Un point sur l’homme
Né en 1939 à Burnley dans une famille chrétienne. Il perd sa mère à l’âge de 12 ans et son père à 24 ans. Entre temps ce dernier se remarie. C’est à sa belle-mère qu’il annonce son homosexualité. Elle accepte les faits sans difficulté malgré l’époque. C’est dans la démarche d’amour de son prochain, qu’elle revendique et partage à son beau-fils.
Dès l’adolescence, Ian s’intéresse aux arts scéniques. Il monte sur les planches et développe son talent. En 1961, il fait ses débuts professionnels au théâtre de Nottingham, puis dans le West End en 1964.
La même année, il décroche son premier rôle au cinéma dans le film The Indian Tales of Rudyard Kipling. Long-métrage que je n’ai pas eu l’occasion de voir, mais qui au moins le mérite de lancer la carrière cinématographique de cet acteur. Depuis, il aura tourné dans 74 films et séries. Rien que sur grand écran, les œuvres dans lesquelles il a joué ont rapporté près de 6 milliards de dollars.
Deux rôles majeurs
Le nom de Ian McKellen est rattaché à deux célèbres sagas du cinéma du XXI°siècle X-men et Le Seigneur des Anneaux. Il est impossible de le dissocier de ces œuvres malgré la grande filmographie de sir McKellen. A tel point que lorsqu’une personne ne connait pas son nom, il suffit de citer les personnages de ces films pour que son identité soit reconnue.
En terre du milieu

Il interprète le personnage de Gandalf dans la trilogie du Seigneur des Anneaux de 2001 à 2003, puis dans celle du Hobbit de 2012 à 2014. Gandalt dit « le gris » puis « le blanc » est un Istari, une forme de divinité inférieure de l’univers inventé par J.R.R. Tolkien. Le personnage est le plus souvent décrit comme un magicien sage et puissant. Il est chargé d’une mission, ramener la paix en terre du milieu en nuisant aux néfastes projets de Sauron, l’antagoniste principal. Gandalf n’use que très peu de sa magie et se positionne en guide malgré ses grandes capacités qui pourrait faire de lui le héro de cette univers. C’est un personne qui semble parfois « à part de l’histoire ». Il peut apparaître et disparaître à tout moment du récit, lui donnant un coté mystérieux développant les fantasmes et les questionnements sur ses pouvoirs d’enchanteur.
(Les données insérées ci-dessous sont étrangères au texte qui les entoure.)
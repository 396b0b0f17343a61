use serde::{Deserialize, Serialize};

use crate::{CellStyle, CellValue};

/// Options honored by the structural clone primitives on [`Cell`] and [`crate::Row`].
#[derive(Copy, Clone, Debug, Default, PartialEq, Eq)]
pub struct CloneOptions {
    /// Force word wrap on every cloned cell.
    pub force_wrap_text: bool,
}

/// A single cell record.
///
/// Merge spans follow the anchor-cell convention: the top-left cell of a merged region
/// carries `h_merge`/`v_merge` (the number of *additional* columns/rows covered) and the
/// covered cells stay in the row as placeholders. Spans are relative, so they stay correct
/// when the row is cloned to a new position.
#[derive(Clone, Debug, Default, PartialEq, Serialize, Deserialize)]
pub struct Cell {
    #[serde(default)]
    pub value: CellValue,

    /// Formula text, copied verbatim.
    #[serde(default, skip_serializing_if = "Option::is_none")]
    pub formula: Option<String>,

    #[serde(default)]
    pub style: CellStyle,

    #[serde(default)]
    pub h_merge: u32,

    #[serde(default)]
    pub v_merge: u32,

    #[serde(default)]
    pub hidden: bool,

    /// Number format code resolved from the cell's style.
    #[serde(default)]
    pub num_fmt: String,
}

impl Cell {
    pub fn new(value: impl Into<CellValue>) -> Self {
        Self {
            value: value.into(),
            ..Default::default()
        }
    }

    /// Text of a string cell; `None` for any other value.
    pub fn text(&self) -> Option<&str> {
        self.value.as_str()
    }

    pub fn is_empty(&self) -> bool {
        self.value.is_empty()
    }

    /// Copy value, formula, style, merge spans, hidden flag and number format.
    pub fn clone_with(&self, options: &CloneOptions) -> Cell {
        let mut cell = self.clone();
        if options.force_wrap_text {
            cell.style.wrap_text = true;
        }
        cell
    }
}
use pretty_assertions::assert_eq;
use report_model::{CellValue, Row, Workbook};
use report_xlsx::{
    read_workbook, read_workbook_from_bytes, write_workbook, write_workbook_to_bytes, ReadError,
};
use rust_xlsxwriter::{Format, Workbook as XlsxWorkbook};

fn template_bytes() -> Vec<u8> {
    let mut workbook = XlsxWorkbook::new();
    let bold = Format::new().set_bold();
    let wrapped = Format::new().set_text_wrap();

    let sheet = workbook.add_worksheet();
    sheet.set_name("Report").unwrap();
    sheet.merge_range(0, 0, 0, 2, "{{title}}", &bold).unwrap();
    sheet.write_string(1, 0, "{{range rows}}").unwrap();
    sheet.write_string(2, 0, "{{name}}").unwrap();
    sheet.write_number(2, 1, 42.5).unwrap();
    sheet.write_boolean(2, 2, true).unwrap();
    sheet.write_string_with_format(2, 3, "{{notes}}", &wrapped).unwrap();
    sheet.write_string(3, 0, "{{end}}").unwrap();
    sheet.write_formula(4, 1, "=SUM(B3:B3)").unwrap();
    sheet.set_row_height(2, 30).unwrap();
    sheet.set_column_width(0, 24).unwrap();

    let second = workbook.add_worksheet();
    second.set_name("Summary").unwrap();
    second.write_string(0, 0, "{{total}}").unwrap();

    workbook.save_to_buffer().unwrap()
}

#[test]
fn reads_template_into_dense_rows() {
    let workbook = read_workbook_from_bytes(&template_bytes()).unwrap();

    let names: Vec<&str> = workbook.sheets.iter().map(|s| s.name.as_str()).collect();
    assert_eq!(names, vec!["Report", "Summary"]);

    let sheet = &workbook.sheets[0];
    assert_eq!(sheet.rows.len(), 5);
    assert_eq!(sheet.rows[0].cells[0].text(), Some("{{title}}"));
    assert_eq!(sheet.rows[0].cells[0].h_merge, 2);
    assert_eq!(sheet.rows[1].texts(), vec!["{{range rows}}"]);

    let body = &sheet.rows[2];
    assert_eq!(body.height, Some(30.0));
    assert_eq!(body.cells[1].value, CellValue::Number(42.5));
    assert_eq!(body.cells[2].value, CellValue::Boolean(true));
    let notes_xf = workbook.styles.xf(body.cells[3].style.xf_index).unwrap();
    assert!(notes_xf.wrap_text);

    let formula_row = &sheet.rows[4];
    assert_eq!(formula_row.cells[1].formula.as_deref(), Some("SUM(B3:B3)"));
    assert!(formula_row.cells[0].is_empty());

    let col = &sheet.columns[0];
    assert_eq!((col.min, col.max), (1, 1));
    assert!(col.width.is_some());

    assert!(workbook.styles.styles_xml.is_some());
}

#[test]
fn written_report_reads_back_with_cells_merges_and_layout() {
    let template = read_workbook_from_bytes(&template_bytes()).unwrap();

    let mut report = Workbook::with_styles(template.styles.clone());
    let sheet = report.add_sheet("Report").unwrap();
    // Shift the merged title down a row to check spans follow the anchor.
    sheet.rows.push(Row::default());
    sheet.rows.extend(template.sheets[0].rows.iter().cloned());
    sheet.columns = template.sheets[0].columns.clone();

    let mut long = report_model::Cell::new("a long line that should wrap");
    long.style.wrap_text = true;
    sheet.rows.push(Row::new(vec![long]));

    let bytes = write_workbook_to_bytes(&report).unwrap();
    let back = read_workbook_from_bytes(&bytes).unwrap();

    let sheet = &back.sheets[0];
    assert_eq!(sheet.rows.len(), 7);
    assert!(sheet.rows[0].cells.is_empty());
    assert_eq!(sheet.rows[1].cells[0].text(), Some("{{title}}"));
    assert_eq!(
        sheet.merged_ranges().iter().map(|r| r.to_string()).collect::<Vec<_>>(),
        vec!["A2:C2"]
    );
    assert_eq!(sheet.rows[3].height, Some(30.0));
    assert_eq!(sheet.rows[3].cells[1].value, CellValue::Number(42.5));
    assert_eq!(sheet.rows[5].cells[1].formula.as_deref(), Some("SUM(B3:B3)"));
    assert_eq!(sheet.columns, template.sheets[0].columns);

    // The bold title keeps its original format index.
    assert_eq!(
        sheet.rows[1].cells[0].style.xf_index,
        template.sheets[0].rows[0].cells[0].style.xf_index
    );

    let wrapped = &sheet.rows[6].cells[0];
    assert!(back.styles.xf(wrapped.style.xf_index).unwrap().wrap_text);
    assert!(back.styles.cell_xfs.len() > template.styles.cell_xfs.len());
}

#[test]
fn writes_and_reads_files_on_disk() {
    let dir = tempfile::tempdir().unwrap();
    let path = dir.path().join("report.xlsx");

    let mut workbook = Workbook::new();
    workbook
        .add_sheet("Only")
        .unwrap()
        .rows
        .push(Row::from_texts(["a", "b"]));
    write_workbook(&workbook, &path).unwrap();

    let back = read_workbook(&path).unwrap();
    assert_eq!(back.sheets[0].name, "Only");
    assert_eq!(back.sheets[0].rows[0].texts(), vec!["a", "b"]);
}

#[test]
fn rejects_packages_without_a_workbook() {
    let err = read_workbook_from_bytes(b"not a zip").unwrap_err();
    assert!(matches!(err, ReadError::Zip(_)), "{err:?}");

    let mut buf = std::io::Cursor::new(Vec::new());
    {
        let mut zip = zip::ZipWriter::new(&mut buf);
        zip.start_file("docProps/app.xml", zip::write::FileOptions::<()>::default())
            .unwrap();
        std::io::Write::write_all(&mut zip, b"<Properties/>").unwrap();
        zip.finish().unwrap();
    }
    let err = read_workbook_from_bytes(buf.get_ref()).unwrap_err();
    assert!(matches!(err, ReadError::MissingPart("xl/workbook.xml")), "{err:?}");
}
L’acteur ne se voit pas forcément en guide. Pourtant il n’hésite pas à donner son avis. C’est un homme qui s’engage. Il le fait au travers de manifestations LGBT, mais aussi en s’opposant publiquement aux doctrines politiques.
Chez Marvel

Ian McKellen interprète le personnage d’ Erik Lehnsherr dans la saga X-men de 2000 à 2014. Erik a connu la seconde guerre mondiale en tant que jeune juif, il fut déporté avec sa famille qu’il perdit dans les camps. A la suite de ces événements il découvre ses capacités hors du commun. Dans la seconde moitié du vingtième siècle une partie de la population se révèle être mutante et possède des capacités qui semblent surnaturelles. Erik peut soumettre les métaux à sa volonté.
Comme pour prendre sa revanche sur l’antisémitisme des nazis, il prendra le pseudonyme de Magneto et luttera à la façon d’un Malcom X contre les membres de l’humanité qui opprime ceux qu’il appelle ses frères et sœurs.
Avec ce personnage le choix de prendre Ian McKellen crée une profonde mise en abîme. Erik prend sa revanche sur l’antisémitisme en prenant exemple sur un homme qui a lutté pour le droit des personnes afro-américaines. Il combat la peur d’une différence involontaire alors qu’il est joué par un acteur ayant maintes fois manifesté pour les droits des personnes homosexuelles. Le tout forme une allégorie de la lutte contre la discrimination.
Ce que je pense de son jeu
Ian McKellen est un très bon acteur. Son jeu est capable de nous faire passer par de nombreuses émotions. Il sait apporter des nuances dans ses expressions, sa gestuel et sa voix. Si il faut interpréter un personnage charismatique, fort, complexe et expérimenté, c’est à lui qu’il faut faire appel. C’est un acteur qui mérite bien plus de récompenses.